**Problem**:
What number of lines in the data below contain the string "Serialization"? Answer with that number alone.

++++++

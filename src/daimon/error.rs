use std::path::PathBuf;
use thiserror::Error;

#[derive(Error, Debug)]
pub enum DaimonError {
    #[error("invalid name '{name}': {reason}")]
    InvalidName { name: String, reason: &'static str },

    #[error("not found: {}", .path.display())]
    NotFound { path: PathBuf },

    #[error("IO error at {}: {source}", .path.display())]
    Io {
        path: PathBuf,
        #[source]
        source: std::io::Error,
    },

    #[error("Editor error: {0}")]
    Editor(String),

    #[error("Config error: {0}")]
    Config(String),

    #[error("Serialization error: {0}")]
    Serialization(#[from] serde_json::Error),

    #[error("Prompt error: {0}")]
    Prompt(#[from] inquire::InquireError),

    #[error("{0}")]
    Argument(String),

    #[error("{context}: {source}")]
    Context {
        context: &'static str,
        #[source]
        source: Box<DaimonError>,
    },
}

impl DaimonError {
    pub fn invalid_name(name: impl Into<String>, reason: &'static str) -> Self {
        DaimonError::InvalidName {
            name: name.into(),
            reason,
        }
    }

    /// Maps an I/O failure on `path`, keeping "not found" as its own kind.
    pub fn io(path: impl Into<PathBuf>, source: std::io::Error) -> Self {
        let path = path.into();
        if source.kind() == std::io::ErrorKind::NotFound {
            DaimonError::NotFound { path }
        } else {
            DaimonError::Io { path, source }
        }
    }

    /// The innermost error, skipping any `Context` wrappers.
    pub fn root_cause(&self) -> &DaimonError {
        match self {
            DaimonError::Context { source, .. } => source.root_cause(),
            other => other,
        }
    }

    pub fn is_not_found(&self) -> bool {
        matches!(self.root_cause(), DaimonError::NotFound { .. })
    }

    pub fn is_invalid_name(&self) -> bool {
        matches!(self.root_cause(), DaimonError::InvalidName { .. })
    }
}

pub type Result<T> = std::result::Result<T, DaimonError>;

/// Adds the short human-readable prefix used by the command layer.
pub trait ResultExt<T> {
    fn context(self, context: &'static str) -> Result<T>;
}

impl<T> ResultExt<T> for Result<T> {
    fn context(self, context: &'static str) -> Result<T> {
        self.map_err(|source| DaimonError::Context {
            context,
            source: Box::new(source),
        })
    }
}

#[cfg(test)]
mod tests {
    use super::*;

    #[test]
    fn io_not_found_becomes_not_found() {
        let err = DaimonError::io(
            "/tmp/x.md",
            std::io::Error::from(std::io::ErrorKind::NotFound),
        );
        assert!(err.is_not_found());
    }

    #[test]
    fn context_is_transparent_to_kind_checks() {
        let err: Result<()> = Err(DaimonError::invalid_name(".x", "bad"));
        let wrapped = err.context("could not create note").unwrap_err();
        assert!(wrapped.is_invalid_name());
        assert_eq!(
            wrapped.to_string(),
            "could not create note: invalid name '.x': bad"
        );
    }
}
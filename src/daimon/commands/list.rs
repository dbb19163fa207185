//! Listing commands.
//!
//! The flat listings (`notes`, `projects`) look at one project. The recursive
//! ones share a single depth-first [`walk`] that differs only in what it
//! emits: inside every project the notes come first, then each sub-project
//! (as `name/` when projects are emitted) followed by its own contents.

use crate::commands::CmdResult;
use crate::error::{Result, ResultExt};
use crate::paths;
use crate::store::{Entry, StorageBackend};
use tracing::debug;

/// What a recursive listing emits.
#[derive(Debug, Clone, Copy, PartialEq, Eq)]
pub enum Walk {
    Notes,
    Projects,
    All,
}

impl Walk {
    fn emits_notes(self) -> bool {
        matches!(self, Walk::Notes | Walk::All)
    }

    fn emits_projects(self) -> bool {
        matches!(self, Walk::Projects | Walk::All)
    }
}

/// Immediate notes of `project`, without the `.md` suffix.
pub fn notes<S: StorageBackend>(store: &S, project: &str) -> Result<CmdResult> {
    let listed = store
        .entries(project)
        .context("could not list notes")?
        .into_iter()
        .filter(Entry::is_note)
        .map(|e| e.name)
        .collect();
    Ok(CmdResult::default().with_listed(listed))
}

/// Immediate sub-projects of `project`, base names only.
pub fn projects<S: StorageBackend>(store: &S, project: &str) -> Result<CmdResult> {
    let listed = store
        .entries(project)
        .context("could not list projects")?
        .into_iter()
        .filter(Entry::is_project)
        .map(|e| e.name)
        .collect();
    Ok(CmdResult::default().with_listed(listed))
}

/// Depth-first listing of everything below the root, filtered by `policy`.
pub fn walk<S: StorageBackend>(store: &S, policy: Walk) -> Result<Vec<String>> {
    let mut out = Vec::new();
    walk_into(store, "", policy, &mut out)?;
    debug!(?policy, count = out.len(), "walked notes directory");
    Ok(out)
}

fn walk_into<S: StorageBackend>(
    store: &S,
    prefix: &str,
    policy: Walk,
    out: &mut Vec<String>,
) -> Result<()> {
    let logical = if prefix.is_empty() { paths::ROOT } else { prefix };
    let entries = store.entries(logical)?;

    if policy.emits_notes() {
        out.extend(
            entries
                .iter()
                .filter(|e| e.is_note())
                .map(|e| paths::join(prefix, &e.name)),
        );
    }

    for project in entries.iter().filter(|e| e.is_project()) {
        let path = paths::join(prefix, &project.name);
        if policy.emits_projects() {
            out.push(format!("{}/", path));
        }
        walk_into(store, &path, policy, out)?;
    }
    Ok(())
}

pub fn all_notes<S: StorageBackend>(store: &S) -> Result<CmdResult> {
    let listed = walk(store, Walk::Notes).context("could not list notes")?;
    Ok(CmdResult::default().with_listed(listed))
}

pub fn all_projects<S: StorageBackend>(store: &S) -> Result<CmdResult> {
    let listed = walk(store, Walk::Projects).context("could not list projects")?;
    Ok(CmdResult::default().with_listed(listed))
}

pub fn all_entries<S: StorageBackend>(store: &S) -> Result<CmdResult> {
    let listed = walk(store, Walk::All).context("could not list entries")?;
    Ok(CmdResult::default().with_listed(listed))
}

#[cfg(test)]
mod tests {
    use super::*;
    use crate::commands::{create, project};
    use crate::store::mem_backend::MemBackend;

    fn sample() -> MemBackend {
        let store = MemBackend::new();
        create::run(&store, "foo", "x").unwrap();
        create::run(&store, "bar", "x").unwrap();
        create::run(&store, "work/standup", "x").unwrap();
        create::run(&store, "work/q3/goals", "x").unwrap();
        project::create(&store, "empty").unwrap();
        store
    }

    #[test]
    fn flat_notes_are_sorted_and_suffixless() {
        let store = sample();
        assert_eq!(notes(&store, ".").unwrap().listed, vec!["bar", "foo"]);
        assert_eq!(notes(&store, "work").unwrap().listed, vec!["standup"]);
    }

    #[test]
    fn flat_projects_are_base_names() {
        let store = sample();
        assert_eq!(projects(&store, ".").unwrap().listed, vec!["empty", "work"]);
        assert_eq!(projects(&store, "work").unwrap().listed, vec!["q3"]);
    }

    #[test]
    fn missing_project_is_not_found() {
        let store = sample();
        assert!(notes(&store, "nope").unwrap_err().is_not_found());
    }

    #[test]
    fn all_notes_visits_notes_before_sub_projects() {
        let store = sample();
        assert_eq!(
            all_notes(&store).unwrap().listed,
            vec!["bar", "foo", "work/standup", "work/q3/goals"]
        );
    }

    #[test]
    fn all_projects_marks_projects_with_a_slash() {
        let store = sample();
        assert_eq!(
            all_projects(&store).unwrap().listed,
            vec!["empty/", "work/", "work/q3/"]
        );
    }

    #[test]
    fn all_entries_interleaves_projects_and_their_contents() {
        let store = sample();
        assert_eq!(
            all_entries(&store).unwrap().listed,
            vec![
                "bar",
                "foo",
                "empty/",
                "work/",
                "work/standup",
                "work/q3/",
                "work/q3/goals",
            ]
        );
    }

    #[test]
    fn empty_store_lists_nothing() {
        let store = MemBackend::new();
        assert!(all_entries(&store).unwrap().listed.is_empty());
        assert!(notes(&store, ".").unwrap().listed.is_empty());
    }
}
use crate::commands::{CmdMessage, CmdResult};
use crate::error::{Result, ResultExt};
use crate::store::StorageBackend;

/// Moves a note, creating the destination's projects as needed.
pub fn run<S: StorageBackend>(store: &S, old: &str, new: &str) -> Result<CmdResult> {
    store.rename(old, new).context("could not rename note")?;
    Ok(CmdResult::default()
        .with_message(CmdMessage::success(format!("Note moved: {} -> {}", old, new))))
}
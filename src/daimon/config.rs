use crate::error::{DaimonError, Result};
use directories::ProjectDirs;
use serde::{Deserialize, Serialize};
use std::fs;
use std::path::{Path, PathBuf};

/// Names the directory holding every note and project.
pub const ROOT_ENV: &str = "DAIMON_DIR";
/// Tracing filter directive, e.g. `debug` or `daimon=trace`.
pub const LOG_ENV: &str = "DAIMON_LOG";

const CONFIG_FILENAME: &str = "config.json";
const HISTORY_FILENAME: &str = "history";
const DEFAULT_EDITOR: &str = "vim";
const DEFAULT_HISTORY_LIMIT: usize = 500;
const DEFAULT_PROMPT: &str = "» ";

/// Optional user configuration, stored as `config.json` in the platform
/// config directory. Every field has a default, so the file may be partial
/// or absent.
#[derive(Debug, Clone, Serialize, Deserialize, PartialEq, Eq)]
pub struct DaimonConfig {
    /// Editor used when neither `$EDITOR` nor `$VISUAL` is set
    #[serde(default)]
    pub editor: Option<String>,

    /// Number of REPL lines kept in the history file
    #[serde(default = "default_history_limit")]
    pub history_limit: usize,

    /// REPL prompt
    #[serde(default = "default_prompt")]
    pub prompt: String,
}

fn default_history_limit() -> usize {
    DEFAULT_HISTORY_LIMIT
}

fn default_prompt() -> String {
    DEFAULT_PROMPT.to_string()
}

impl Default for DaimonConfig {
    fn default() -> Self {
        Self {
            editor: None,
            history_limit: DEFAULT_HISTORY_LIMIT,
            prompt: DEFAULT_PROMPT.to_string(),
        }
    }
}

impl DaimonConfig {
    /// Load config from the given directory, or return defaults if not found
    pub fn load<P: AsRef<Path>>(config_dir: P) -> Result<Self> {
        let config_path = config_dir.as_ref().join(CONFIG_FILENAME);

        if !config_path.exists() {
            return Ok(Self::default());
        }

        let content =
            fs::read_to_string(&config_path).map_err(|e| DaimonError::io(&config_path, e))?;
        let config: DaimonConfig = serde_json::from_str(&content)?;
        Ok(config)
    }
}

/// Everything the process needs, resolved once at startup.
#[derive(Debug, Clone)]
pub struct Settings {
    pub root: PathBuf,
    pub editor: String,
    pub history_file: Option<PathBuf>,
    pub history_limit: usize,
    pub prompt: String,
}

impl Settings {
    /// Resolves settings from the process environment and the config file.
    pub fn from_env() -> Result<Self> {
        let dirs = ProjectDirs::from("com", "daimon", "daimon");
        let config = match &dirs {
            Some(dirs) => DaimonConfig::load(dirs.config_dir())?,
            None => DaimonConfig::default(),
        };
        let history_file = dirs.map(|d| d.data_dir().join(HISTORY_FILENAME));

        Self::resolve(|key| std::env::var(key).ok(), config, history_file)
    }

    /// Resolves settings from an arbitrary variable lookup.
    pub fn resolve<F>(lookup: F, config: DaimonConfig, history_file: Option<PathBuf>) -> Result<Self>
    where
        F: Fn(&str) -> Option<String>,
    {
        let non_empty = |key: &str| lookup(key).filter(|v| !v.trim().is_empty());

        let root = non_empty(ROOT_ENV)
            .map(PathBuf::from)
            .ok_or_else(|| DaimonError::Config(format!("{} env is not set", ROOT_ENV)))?;

        let editor = non_empty("EDITOR")
            .or_else(|| non_empty("VISUAL"))
            .or_else(|| config.editor.clone().filter(|e| !e.trim().is_empty()))
            .unwrap_or_else(|| DEFAULT_EDITOR.to_string());

        Ok(Self {
            root,
            editor,
            history_file,
            history_limit: config.history_limit,
            prompt: config.prompt,
        })
    }
}
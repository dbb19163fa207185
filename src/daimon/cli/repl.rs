use super::commands::{dispatch, AppContext, Flow};
use super::complete::NameCompleter;
use super::history::History;
use super::setup::{parse_args, print_subcommand_help};
use daimon::error::{DaimonError, Result};
use inquire::{InquireError, Text};
use tracing::debug;

/// Splits a REPL line into the words clap sees, after the program name.
pub(crate) fn split_line(line: &str) -> Vec<&str> {
    line.split_whitespace().collect()
}

/// Reads and runs commands until `q` or Ctrl-C. Esc discards the current line.
///
/// A failing command prints its error and the loop carries on.
pub(crate) fn run(ctx: &AppContext) -> Result<()> {
    let settings = &ctx.settings;
    let mut history = History::load(settings.history_file.clone(), settings.history_limit);
    debug!(lines = history.lines().len(), "entering interactive mode");

    loop {
        let completer = NameCompleter::new(ctx.api.store().clone(), history.recent());
        let line = match Text::new(&settings.prompt)
            .with_autocomplete(completer)
            .prompt()
        {
            Ok(line) => line,
            Err(InquireError::OperationCanceled) => continue,
            Err(InquireError::OperationInterrupted) => break,
            Err(e) => return Err(e.into()),
        };

        let words = split_line(&line);
        if words.is_empty() {
            continue;
        }
        history.push(&line);

        let cli = match parse_args(std::iter::once("daimon").chain(words)) {
            Ok(cli) => cli,
            Err(e) => {
                // Usage errors and --version alike
                let _ = e.print();
                continue;
            }
        };
        if cli.help {
            print_subcommand_help(&cli.command);
            continue;
        }
        let Some(command) = cli.command else {
            continue;
        };

        match dispatch(ctx, command) {
            Ok(Flow::Continue) => {}
            Ok(Flow::Quit) => break,
            Err(e) => report(&e),
        }
    }

    debug!("leaving interactive mode");
    Ok(())
}

fn report(e: &DaimonError) {
    match e {
        DaimonError::Argument(usage) => eprint!("{}", usage),
        other => eprintln!("Error: {}", other),
    }
}

#[cfg(test)]
mod tests {
    use super::*;
    use super::super::setup::Commands;

    #[test]
    fn test_split_line_collapses_whitespace() {
        assert_eq!(split_line("  n  todo   buy milk "), vec!["n", "todo", "buy", "milk"]);
        assert!(split_line("   ").is_empty());
    }

    #[test]
    fn test_repl_words_parse_like_arguments() {
        let words = split_line("mv old  work/new");
        let cli = parse_args(std::iter::once("daimon").chain(words)).unwrap();
        assert_eq!(
            cli.command,
            Some(Commands::Move {
                note: "old".to_string(),
                new_name: "work/new".to_string(),
            })
        );
    }
}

++++++

**Response area**:
2